Marc ne prenait pas congé pour regagner son logis. Indécis et comme intimidé, il triturait le bas de son manteau et remuait la terre sous ses pieds de la pointe de son bâton.

— Je m’étonne que Nathanaël ne l’ait point identifié tout de suite, dis-je, et qu’il ait été nécessaire que le fils de Dieu l’appelât par son nom pour que Marie de Magdala le reconnût enfin !

— Ils n’imaginaient point cela ! justifia Marc. De toute façon, lorsqu’il était en vie, son aspect n’était pas toujours le même mais se transformait suivant ses états d’âme. C’est difficile à expliquer : on aurait dit qu’il possédait le visage de tous les hommes à la fois et ceux qui croyaient voyaient en lui quelqu’un qu’ils avaient un jour aimé. On avait du mal à le regarder en face, ses yeux étaient trop pleins de gravité. J’ai constaté à maintes reprises que des hommes faits baissaient la tête après avoir contemplé son visage.

— Peut-être es-tu dans le vrai, répondis-je. Moi qui l’ai vu sur la croix en ignorant tout de lui, je n’ai pu lever les yeux vers lui, je ne pourrais même pas le décrire. Il faut dire qu’il régnait alors une grande obscurité. Je me figurais que je ne le regardais point par égard pour ses souffrances. Mais cela ne m’étonne guère puisque c’était le fils de Dieu. Même les soldats le reconnurent comme tel lorsqu’il rendit l’âme et que la terre se mit à trembler.

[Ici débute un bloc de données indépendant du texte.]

/// A transient message that disappears on its own.
#[derive(Debug, Clone, PartialEq, Eq)]
pub struct Notification {
    pub message: String,
    /// Tick after which the notification is dropped.
    pub expires_at: u64,
}

#[derive(Debug)]
pub struct SessionCore {
    catalog: Catalog,
    phase: Phase,
    /// Index into the catalog; also the display index.
    selected: usize,
    boot: BootSequence,
    notifications: VecDeque<Notification>,
    online: bool,
    options: SessionOptions,
    tick: u64,
    /// State to restore if the current install attempt is refused.
    pending_prior: Option<InstallState>,
}

impl SessionCore {
    pub fn new(catalog: Catalog, options: SessionOptions, online: bool) -> Self {
        let (phase, boot) = if options.skip_boot {
            (Phase::Browsing, BootSequence::finished())
        } else {
            (Phase::Booting, BootSequence::new())
        };
        Self {
            catalog,
            phase,
            selected: 0,
            boot,
            notifications: VecDeque::new(),
            online,
            options,
            tick: 0,
            pending_prior: None,
        }
    }

    pub fn phase(&self) -> &Phase {
        &self.phase
    }

    pub fn selected(&self) -> usize {
        self.selected
    }

    pub fn selected_entry(&self) -> Option<&CatalogEntry> {
        self.catalog.at(self.selected)
    }

    pub fn catalog(&self) -> &Catalog {
        &self.catalog
    }

    pub fn notifications(&self) -> impl Iterator<Item = &Notification> {
        self.notifications.iter()
    }

    pub fn view(&self) -> View {
        View {
            phase: self.phase.clone(),
            boot_alpha: self.boot.alpha(),
            entries: View::entries_of(&self.catalog),
            selected: self.selected,
            online: self.online,
            notifications: self.notifications.iter().map(|n| n.message.clone()).collect(),
        }
    }

    /// Handle a single event, updating state and returning the commands for
    /// the shell.
    pub fn step(&mut self, event: SessionEvent) -> CoreStep {
        match event {
            SessionEvent::Tick { online } => self.on_tick(online),
            SessionEvent::Input(input) => self.on_input(input),
            SessionEvent::ProvisionFinished { entry, result } => {
                self.on_provision_finished(&entry, result)
            }
            SessionEvent::RunFinished { entry, outcome } => self.on_run_finished(&entry, outcome),
        }
    }

    fn on_tick(&mut self, online: bool) -> CoreStep {
        self.tick += 1;
        if self.online != online {
            debug!(online, "connectivity flag changed");
        }
        self.online = online;

        let now = self.tick;
        self.notifications.retain(|n| n.expires_at > now);

        let mut commands = Vec::new();
        if self.phase == Phase::Booting {
            let boot = self.boot.advance();
            if boot.play_chime {
                commands.push(SessionCommand::PlaySound(SoundCue::BootChime));
            }
            if boot.finished {
                info!(entries = self.catalog.len(), "boot finished; browsing");
                self.phase = Phase::Browsing;
            }
        }
        CoreStep::with(commands)
    }

    fn on_input(&mut self, input: InputEvent) -> CoreStep {
        if self.phase.is_busy() || self.phase == Phase::Stopped {
            debug!(?input, phase = ?self.phase, "input ignored");
            return CoreStep::idle();
        }
        if input == InputEvent::Quit {
            info!("quit requested");
            self.phase = Phase::Stopped;
            return CoreStep {
                commands: vec![SessionCommand::Exit],
                keep_running: false,
            };
        }

        match self.phase.clone() {
            Phase::Booting => CoreStep::idle(),
            Phase::Browsing => self.browse(input),
            Phase::EntryMenu { choice, .. } => self.entry_menu(input, choice),
            Phase::InstallPrompt { .. } => self.install_prompt(input),
            Phase::Running { .. } | Phase::Stopped => CoreStep::idle(),
        }
    }

    fn browse(&mut self, input: InputEvent) -> CoreStep {
        let len = self.catalog.len();
        match input {
            InputEvent::Up | InputEvent::Left => {
                self.selected = (self.selected + len - 1) % len;
            }
            InputEvent::Down | InputEvent::Right => {
                self.selected = (self.selected + 1) % len;
            }
            InputEvent::Confirm => {
                self.phase = Phase::EntryMenu {
                    choice: MenuChoice::Run,
                    notice: None,
                };
            }
            InputEvent::Cancel | InputEvent::Quit => {}
        }
        CoreStep::idle()
    }

    fn entry_menu(&mut self, input: InputEvent, choice: MenuChoice) -> CoreStep {
        match input {
            InputEvent::Up | InputEvent::Down | InputEvent::Left | InputEvent::Right => {
                if let Phase::EntryMenu { choice, .. } = &mut self.phase {
                    *choice = choice.toggled();
                }
                CoreStep::idle()
            }
            InputEvent::Cancel => {
                self.phase = Phase::Browsing;
                CoreStep::idle()
            }
            InputEvent::Confirm => match choice {
                MenuChoice::Back => {
                    self.phase = Phase::Browsing;
                    CoreStep::idle()
                }
                MenuChoice::Run => self.request_run(),
            },
            InputEvent::Quit => CoreStep::idle(),
        }
    }

    fn install_prompt(&mut self, input: InputEvent) -> CoreStep {
        // An install in flight owns the prompt until its result arrives.
        if self.phase == (Phase::InstallPrompt { installing: true }) {
            return CoreStep::idle();
        }
        match input {
            InputEvent::Confirm => self.start_install(),
            InputEvent::Cancel => {
                self.phase = Phase::Browsing;
                CoreStep::idle()
            }
            _ => CoreStep::idle(),
        }
    }

    fn request_run(&mut self) -> CoreStep {
        let Some(entry) = self.catalog.at(self.selected) else {
            return CoreStep::idle();
        };
        if entry.needs_install() {
            debug!(entry = %entry.id, state = ?entry.install_state, "install required first");
            self.phase = Phase::InstallPrompt { installing: false };
            return CoreStep::idle();
        }
        let id = entry.id.clone();
        self.launch(id)
    }

    fn launch(&mut self, id: String) -> CoreStep {
        info!(entry = %id, "launching");
        self.phase = Phase::Running { entry: id.clone() };
        CoreStep::with(vec![SessionCommand::Launch { entry: id }])
    }

    fn start_install(&mut self) -> CoreStep {
        let Some(entry) = self.catalog.at(self.selected) else {
            return CoreStep::idle();
        };
        let id = entry.id.clone();
        let prior = entry.install_state;
        if !self.catalog.set_install_state(&id, InstallState::Installing) {
            return CoreStep::idle();
        }
        info!(entry = %id, "installing");
        self.pending_prior = Some(prior);
        self.phase = Phase::InstallPrompt { installing: true };
        CoreStep::with(vec![SessionCommand::Provision { entry: id }])
    }

    fn on_provision_finished(&mut self, id: &str, result: ProvisionResult) -> CoreStep {
        if self.phase != (Phase::InstallPrompt { installing: true }) {
            warn!(entry = %id, phase = ?self.phase, "unexpected provisioning result");
            return CoreStep::idle();
        }
        let prior = self.pending_prior.take();

        if result.success {
            self.catalog.set_install_state(id, InstallState::Installed);
            return self.launch(id.to_string());
        }

        let next = match (result.failure, prior) {
            (Some(failure), Some(prior)) if failure.is_refusal() => prior,
            _ => InstallState::Failed,
        };
        self.catalog.set_install_state(id, next);
        warn!(entry = %id, state = ?next, message = %result.message, "install did not complete");
        self.phase = Phase::EntryMenu {
            choice: MenuChoice::Run,
            notice: Some(result.message),
        };
        CoreStep::idle()
    }

    fn on_run_finished(&mut self, id: &str, outcome: ExitOutcome) -> CoreStep {
        if !matches!(&self.phase, Phase::Running { entry } if entry == id) {
            warn!(entry = %id, phase = ?self.phase, "unexpected run result");
        }
        self.phase = Phase::Browsing;

        match outcome {
            ExitOutcome::Clean => {
                info!(entry = %id, "entry exited");
                CoreStep::idle()
            }
            ExitOutcome::NotStarted(reason) => {
                info!(entry = %id, %reason, "entry did not start");
                CoreStep::idle()
            }
            ExitOutcome::Crashed(message) => {
                self.notifications.push_back(Notification {
                    message,
                    expires_at: self.tick + self.options.notification_ttl_ticks,
                });
                CoreStep::with(vec![SessionCommand::PlaySound(SoundCue::Notify)])
            }
        }
    }
}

« Néanmoins, ajoutai-je, donnant libre cours à mon amertume, de quelque façon qu’il ait choisi ses compagnons, ils sont totalement dépourvus de culture ! Ils n’ont aucun droit, à mon avis, d’empêcher les autres de chercher leur maître. Il n’y a ni bonté ni justice en cela ! Et je partage ton sentiment, ils exagèrent leur peur afin de garder leur secret pour eux seuls : je suis persuadé que personne ne les inquiéterait s’ils sortaient de leur cachette !

— Je crois que tu te trompes, réfléchit Marc. Il est possible qu’ils aient reçu peu d’instruction, mais eux seraient capables de le regarder en face sans le moindre trouble. Jean d’ailleurs, celui qu’il aimait entre tous, l’a contemplé. Ne les critique pas, étranger !

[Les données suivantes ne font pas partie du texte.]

// src/catalog/scanner.rs

//! Builds the [`Catalog`] from the entries directory.

use std::path::{Path, PathBuf};

use anyhow::anyhow;
use tracing::{debug, error, info, warn};

use crate::catalog::model::{Catalog, CatalogEntry, Thumbnail};
use crate::config::sidecar::{
    load_sidecar, DirProbe, EntryConfig, RawSidecar, SidecarStatus, MANIFEST_FILE, SIDECAR_FILE,
};
use crate::errors::{KioskError, Result};
use crate::fs::FileSystem;
use crate::present::assets::AssetLoader;
use crate::provision::layout::is_provisioned;
use crate::types::{InstallState, RunKind};

/// Directory name of the entry synthesized into an empty catalog.
pub const PLACEHOLDER_ID: &str = "welcome";

const PLACEHOLDER_SCRIPT: &str = "\
import sys

print(\"Nothing installed yet. Copy an application folder containing main.py \"
      \"or main.bin into the catalog directory and restart the launcher.\")
sys.exit(0)
";

pub struct Scanner<'a> {
    fs: &'a dyn FileSystem,
    assets: &'a dyn AssetLoader,
}

impl<'a> Scanner<'a> {
    pub fn new(fs: &'a dyn FileSystem, assets: &'a dyn AssetLoader) -> Self {
        Self { fs, assets }
    }

    /// Scan `root` and return a non-empty catalog.
    ///
    /// Creates `root` when missing and synthesizes a placeholder entry when
    /// nothing valid is found. Errors only when the directory itself cannot
    /// be created, listed, or populated.
    ///
    /// Every path in the returned catalog is absolute. Children run with
    /// their entry directory as working directory, so a relative root would
    /// resolve twice.
    pub fn scan(&self, root: &Path) -> Result<Catalog> {
        if !self.fs.is_dir(root) {
            info!(root = ?root, "catalog root missing; creating it");
            self.fs.create_dir_all(root)?;
        }
        let root = &self.fs.canonicalize(root)?;

        let mut dirs: Vec<PathBuf> = self
            .fs
            .read_dir(root)?
            .into_iter()
            .filter(|p| self.fs.is_dir(p))
            .collect();
        dirs.sort();

        let mut entries: Vec<CatalogEntry> =
            dirs.iter().filter_map(|dir| self.scan_entry(dir)).collect();

        if entries.is_empty() {
            warn!(root = ?root, "no valid entries found; synthesizing placeholder");
            let dir = self.write_placeholder(root)?;
            entries.extend(self.scan_entry(&dir));
        }

        info!(
            root = ?root,
            count = entries.len(),
            ids = ?entries.iter().map(|e| e.id.as_str()).collect::<Vec<_>>(),
            "catalog scanned"
        );

        Catalog::new(entries)
            .ok_or_else(|| KioskError::Other(anyhow!("catalog at {:?} is unusable", root)))
    }

    fn scan_entry(&self, dir: &Path) -> Option<CatalogEntry> {
        let Some(id) = dir.file_name().and_then(|n| n.to_str()) else {
            warn!(dir = ?dir, "skipping directory with a non UTF-8 name");
            return None;
        };
        if id.starts_with('.') {
            return None;
        }

        let probe = DirProbe::inspect(self.fs, dir);
        if !probe.has_launch_target() {
            debug!(entry = %id, "no main.py or main.bin; not an entry");
            return None;
        }

        let config = match load_sidecar(self.fs, dir, id, &probe) {
            Ok((config, SidecarStatus::Repaired)) => {
                info!(entry = %id, "wrote default sidecar");
                config
            }
            Ok((config, SidecarStatus::Loaded)) => config,
            Err(err) => {
                error!(entry = %id, error = %err, "skipping entry");
                return None;
            }
        };

        Some(self.build_entry(id, dir, &probe, config))
    }

    fn build_entry(
        &self,
        id: &str,
        dir: &Path,
        probe: &DirProbe,
        config: EntryConfig,
    ) -> CatalogEntry {
        let manifest = probe.has_manifest.then(|| dir.join(MANIFEST_FILE));
        let install_state = if !config.requires_isolated_env {
            InstallState::NotRequired
        } else if is_provisioned(self.fs, dir, manifest.as_deref()) {
            InstallState::Installed
        } else {
            InstallState::NotInstalled
        };
        let thumbnail = self.resolve_thumbnail(id, dir, config.thumbnail.as_deref());

        debug!(
            entry = %id,
            kind = config.run_kind.as_str(),
            isolated = config.requires_isolated_env,
            state = ?install_state,
            "entry discovered"
        );

        CatalogEntry {
            id: id.to_string(),
            display_name: config.display_name,
            dir: dir.to_path_buf(),
            launch_target: dir.join(config.run_kind.target_file()),
            thumbnail,
            run_kind: config.run_kind,
            requires_isolated_env: config.requires_isolated_env,
            requested_runtime_version: config.runtime_version,
            manifest,
            install_state,
        }
    }

    fn resolve_thumbnail(&self, id: &str, dir: &Path, thumbnail: Option<&Path>) -> Thumbnail {
        let Some(rel) = thumbnail else {
            return Thumbnail::None;
        };
        let requested = dir.join(rel);
        match self.assets.load_image(&requested) {
            Ok(img) => Thumbnail::Loaded(img),
            Err(err) => {
                warn!(entry = %id, thumbnail = ?requested, error = %err, "thumbnail fallback");
                Thumbnail::Fallback {
                    requested,
                    reason: format!("{err:#}"),
                }
            }
        }
    }

    fn write_placeholder(&self, root: &Path) -> Result<PathBuf> {
        let dir = root.join(PLACEHOLDER_ID);
        let sidecar = RawSidecar {
            name: Some("Welcome".to_string()),
            thumbnail: None,
            kind: Some(RunKind::Script.as_str().to_string()),
            isolated: Some(false),
            runtime_version: None,
        };
        let sidecar = toml::to_string(&sidecar)
            .map_err(|e| KioskError::Other(anyhow!("serializing placeholder sidecar: {e}")))?;

        self.fs.create_dir_all(&dir)?;
        self.fs
            .write(&dir.join(RunKind::Script.target_file()), PLACEHOLDER_SCRIPT.as_bytes())?;
        self.fs.write(&dir.join(SIDECAR_FILE), sidecar.as_bytes())?;
        Ok(dir)
    }
}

Je perçus toutefois un sourire dans sa voix lorsqu’il ajouta :

— Je reconnais qu’on a du mal à les comprendre et j’ai l’impression que mon père commence à se lasser car ce sont des hommes querelleurs, prompts à la violence, surtout Pierre, le plus âgé, qui veut toujours commander et ne cesse de se disputer avec les femmes qui pourtant s’occupent de leurs repas et de leur abri ; il a beau être grand et fort, c’est un véritable enfant ! En tout état de cause, les Galiléens sont différents des habitants de Jérusalem, ils ne saisissent pas les subtilités des Écritures comme les rabbins d’Israël ; en réalité ils étaient et ils restent des paysans qui perçoivent le monde d’une manière concrète et terre à terre.

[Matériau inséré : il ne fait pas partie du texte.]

// src/provision/mod.rs

//! Building an entry's isolated environment.
//!
//! The session shell awaits [`Provisioner::provision`] inline and only ever
//! sees a [`ProvisionResult`]; nothing in here returns an error upward.

use std::ffi::OsStr;
use std::fmt;
use std::future::Future;
use std::path::Path;
use std::pin::Pin;
use std::process::Stdio;
use std::time::Duration;

use anyhow::{anyhow, Context};
use tokio::process::Command;
use tracing::{debug, error, info, warn};

use crate::catalog::CatalogEntry;
use crate::errors::KioskError;
use crate::runtime::{RuntimeHandle, RuntimeResolver};

pub mod layout;

/// Lines of installer output kept for display.
pub const DEFAULT_TAIL_LINES: usize = 20;

/// Why an attempt did not produce an environment.
#[derive(Debug, Clone, Copy, PartialEq, Eq)]
pub enum ProvisionFailure {
    ManifestMissing,
    NetworkUnavailable,
    RuntimeNotFound,
    EnvironmentCreation,
    InstallFailed,
}

impl ProvisionFailure {
    /// Refusals happen before anything on disk is touched.
    pub fn is_refusal(self) -> bool {
        matches!(
            self,
            ProvisionFailure::ManifestMissing | ProvisionFailure::NetworkUnavailable
        )
    }
}

/// Outcome of one provisioning attempt.
#[derive(Debug, Clone, PartialEq, Eq)]
pub struct ProvisionResult {
    pub success: bool,
    /// Operator-facing, single line.
    pub message: String,
    /// Last lines of installer output, when there was any.
    pub stderr_tail: Option<String>,
    pub failure: Option<ProvisionFailure>,
}

impl ProvisionResult {
    pub fn installed(name: &str) -> Self {
        Self {
            success: true,
            message: format!("{name} installed"),
            stderr_tail: None,
            failure: None,
        }
    }

    pub fn failed(failure: ProvisionFailure, message: impl Into<String>) -> Self {
        Self {
            success: false,
            message: message.into(),
            stderr_tail: None,
            failure: Some(failure),
        }
    }

    pub fn with_tail(mut self, tail: Option<String>) -> Self {
        self.stderr_tail = tail;
        self
    }
}

impl fmt::Display for ProvisionResult {
    fn fmt(&self, f: &mut fmt::Formatter<'_>) -> fmt::Result {
        f.write_str(&self.message)
    }
}

/// Port the session uses to install an entry's dependencies.
pub trait Provisioner: Send {
    fn provision<'a>(
        &'a mut self,
        entry: &'a CatalogEntry,
        online: bool,
    ) -> Pin<Box<dyn Future<Output = ProvisionResult> + Send + 'a>>;
}

/// Combined output of a finished helper process.
#[derive(Debug)]
struct Captured {
    exit_code: Option<i32>,
    success: bool,
    output: String,
}

/// Production provisioner: `<runtime> -m venv` then `pip install -r`.
#[derive(Debug)]
pub struct EnvProvisioner {
    resolver: RuntimeResolver,
    step_timeout: Duration,
    tail_lines: usize,
}

impl EnvProvisioner {
    pub fn new(resolver: RuntimeResolver, step_timeout: Duration) -> Self {
        Self {
            resolver,
            step_timeout,
            tail_lines: DEFAULT_TAIL_LINES,
        }
    }

    async fn provision_entry(&mut self, entry: &CatalogEntry, online: bool) -> ProvisionResult {
        let Some(manifest) = entry.manifest.as_deref().filter(|m| m.is_file()) else {
            info!(entry = %entry.id, "refusing install: no dependency manifest");
            return ProvisionResult::failed(
                ProvisionFailure::ManifestMissing,
                format!("{}: no dependency manifest to install", entry.display_name),
            );
        };
        if !online {
            info!(entry = %entry.id, reason = %KioskError::NetworkUnavailable, "refusing install");
            return ProvisionResult::failed(
                ProvisionFailure::NetworkUnavailable,
                "No network connection: connect to the internet to install",
            );
        }

        let runtime = match self.resolve_runtime(entry, online).await {
            Some(runtime) => runtime,
            None => {
                let wanted = entry
                    .requested_runtime_version
                    .clone()
                    .unwrap_or_else(|| "any version".to_string());
                error!(
                    entry = %entry.id,
                    reason = %KioskError::RuntimeNotFound(wanted.clone()),
                    "install aborted"
                );
                return ProvisionResult::failed(
                    ProvisionFailure::RuntimeNotFound,
                    format!("No Python runtime found ({wanted})"),
                );
            }
        };

        let env = layout::env_dir(&entry.dir);
        if env.exists() {
            info!(entry = %entry.id, env = ?env, "removing stale environment");
            remove_env(&env).await;
        }

        let result = self.build_env(entry, &runtime, manifest, &env).await;
        if !result.success {
            remove_env(&env).await;
        }
        result
    }

    async fn resolve_runtime(&mut self, entry: &CatalogEntry, online: bool) -> Option<RuntimeHandle> {
        if let Some(wanted) = entry.requested_runtime_version.as_deref() {
            match self.resolver.resolve(Some(wanted), online).await {
                Ok(handle) => return Some(handle),
                Err(err) => {
                    warn!(entry = %entry.id, error = %err, "falling back to any runtime")
                }
            }
        }
        self.resolver.resolve(None, online).await.ok()
    }

    async fn build_env(
        &self,
        entry: &CatalogEntry,
        runtime: &RuntimeHandle,
        manifest: &Path,
        env: &Path,
    ) -> ProvisionResult {
        info!(
            entry = %entry.id,
            runtime = ?runtime.path,
            version = %runtime.reported_version,
            "creating environment"
        );
        let created = run_captured(
            &runtime.path,
            [OsStr::new("-m"), OsStr::new("venv"), env.as_os_str()],
            &entry.dir,
            self.step_timeout,
        )
        .await;
        let interpreter = layout::env_interpreter(env);
        match created {
            Ok(out) if out.success && interpreter.is_file() => {}
            Ok(out) => {
                error!(entry = %entry.id, exit_code = out.exit_code, "environment creation failed");
                return ProvisionResult::failed(
                    ProvisionFailure::EnvironmentCreation,
                    format!("Could not create an environment for {}", entry.display_name),
                )
                .with_tail(self.tail(&out.output));
            }
            Err(err) => {
                error!(entry = %entry.id, error = %err, "environment creation failed");
                return ProvisionResult::failed(
                    ProvisionFailure::EnvironmentCreation,
                    format!("Could not create an environment for {}", entry.display_name),
                );
            }
        }

        info!(entry = %entry.id, manifest = ?manifest, "installing dependencies");
        let installed = run_captured(
            &interpreter,
            [
                OsStr::new("-m"),
                OsStr::new("pip"),
                OsStr::new("install"),
                OsStr::new("-r"),
                manifest.as_os_str(),
            ],
            &entry.dir,
            self.step_timeout,
        )
        .await;

        match installed {
            Ok(out) if out.success => {
                debug!(entry = %entry.id, "installer output:\n{}", out.output);
            }
            Ok(out) => {
                let code = out
                    .exit_code
                    .map_or_else(|| "signal".to_string(), |c| c.to_string());
                error!(
                    entry = %entry.id,
                    exit_code = out.exit_code,
                    reason = %KioskError::InstallFailed(format!("installer exited with {code}")),
                    "installer output:\n{}",
                    out.output
                );
                return ProvisionResult::failed(
                    ProvisionFailure::InstallFailed,
                    format!("Installing {} failed (exit {code})", entry.display_name),
                )
                .with_tail(self.tail(&out.output));
            }
            Err(err) => {
                error!(entry = %entry.id, error = %err, "installer did not complete");
                return ProvisionResult::failed(
                    ProvisionFailure::InstallFailed,
                    format!("Installing {} failed: {err}", entry.display_name),
                );
            }
        }

        if let Err(err) = record_manifest(manifest, env).await {
            warn!(entry = %entry.id, error = %err, "could not record manifest digest");
        }
        info!(entry = %entry.id, "environment ready");
        ProvisionResult::installed(&entry.display_name)
    }

    fn tail(&self, output: &str) -> Option<String> {
        tail_lines(output, self.tail_lines)
    }
}

impl Provisioner for EnvProvisioner {
    fn provision<'a>(
        &'a mut self,
        entry: &'a CatalogEntry,
        online: bool,
    ) -> Pin<Box<dyn Future<Output = ProvisionResult> + Send + 'a>> {
        Box::pin(self.provision_entry(entry, online))
    }
}

/// Last `n` non-blank lines of `output`, or `None` if there are none.
pub fn tail_lines(output: &str, n: usize) -> Option<String> {
    let lines: Vec<&str> = output.lines().filter(|l| !l.trim().is_empty()).collect();
    if lines.is_empty() || n == 0 {
        return None;
    }
    let start = lines.len().saturating_sub(n);
    Some(lines[start..].join("\n"))
}

async fn run_captured<I, S>(
    program: &Path,
    args: I,
    cwd: &Path,
    timeout: Duration,
) -> anyhow::Result<Captured>
where
    I: IntoIterator<Item = S>,
    S: AsRef<OsStr>,
{
    let mut cmd = Command::new(program);
    cmd.args(args)
        .current_dir(cwd)
        .stdin(Stdio::null())
        .stdout(Stdio::piped())
        .stderr(Stdio::piped())
        .kill_on_drop(true);

    let output = tokio::time::timeout(timeout, cmd.output())
        .await
        .map_err(|_| anyhow!("{} timed out after {:?}", program.display(), timeout))?
        .with_context(|| format!("running {}", program.display()))?;

    let mut combined = String::from_utf8_lossy(&output.stdout).into_owned();
    combined.push_str(&String::from_utf8_lossy(&output.stderr));
    Ok(Captured {
        exit_code: output.status.code(),
        success: output.status.success(),
        output: combined,
    })
}

async fn record_manifest(manifest: &Path, env: &Path) -> anyhow::Result<()> {
    let bytes = tokio::fs::read(manifest)
        .await
        .with_context(|| format!("reading {}", manifest.display()))?;
    let marker = layout::marker_path(env);
    tokio::fs::write(&marker, layout::manifest_digest(&bytes))
        .await
        .with_context(|| format!("writing {}", marker.display()))
}

/// Best-effort; a leftover directory is only logged.
async fn remove_env(env: &Path) {
    match tokio::fs::remove_dir_all(env).await {
        Ok(()) => debug!(env = ?env, "environment removed"),
        Err(err) if err.kind() == std::io::ErrorKind::NotFound => {}
        Err(err) => warn!(env = ?env, error = %err, "could not remove environment"),
    }
}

Un silence s’établit entre nous durant un moment.

— Je reconnais qu’ils ont des façons d’agir brutales avec les étrangers et lorsque Jésus vivait, ne l’approchait pas qui voulait ! Tu n’es d’ailleurs pas le seul qui ait cherché à les rencontrer, mais ils n’ont point reçu l’autre personne parce qu’ils ne la considéraient pas comme un véritable fils d’Israël.

— Quel est donc celui qui a tenté de les approcher ? demandai-je intéressé.

— Sais-tu que Jésus s’évanouit alors qu’il était chargé du bois transversal de sa croix et qu’il tomba à terre tant ses forces étaient épuisées ? Les Romains requirent pour porter la croix un passant qui venait des champs ; ils le désignèrent au hasard, croyant que c’était un pauvre travailleur, mais en réalité l’homme réquisitionné est le propriétaire de nombreuses terres et fort estimé à la synagogue des affranchis ; il avait d’ailleurs, après cette aventure, l’intention de déposer une plainte contre les Romains pour leur attitude à son égard, puis il a changé d’avis : originaire de Cyrènes, il n’a jamais voulu se mêler de politique et n’était donc au fait de rien quand cela s’est passé ; mais lorsqu’il apprit toute l’histoire et à qui appartenait le bois dont on l’avait chargé, il en fut atterré et se mit en devoir d’en apprendre davantage sur Jésus par l’intermédiaire de ses disciples. Mais Pierre ne lui a pas accordé sa confiance, c’était l’époque où ils étaient tous morts de peur, et depuis lors, l’homme ne s’est point représenté. Peut-être conviendrait-il que tu le rencontres et parles avec lui. Cela m’étonnerait que Jésus n’ait point prononcé une seule parole digne de souvenir quand il marchait à ses côtés.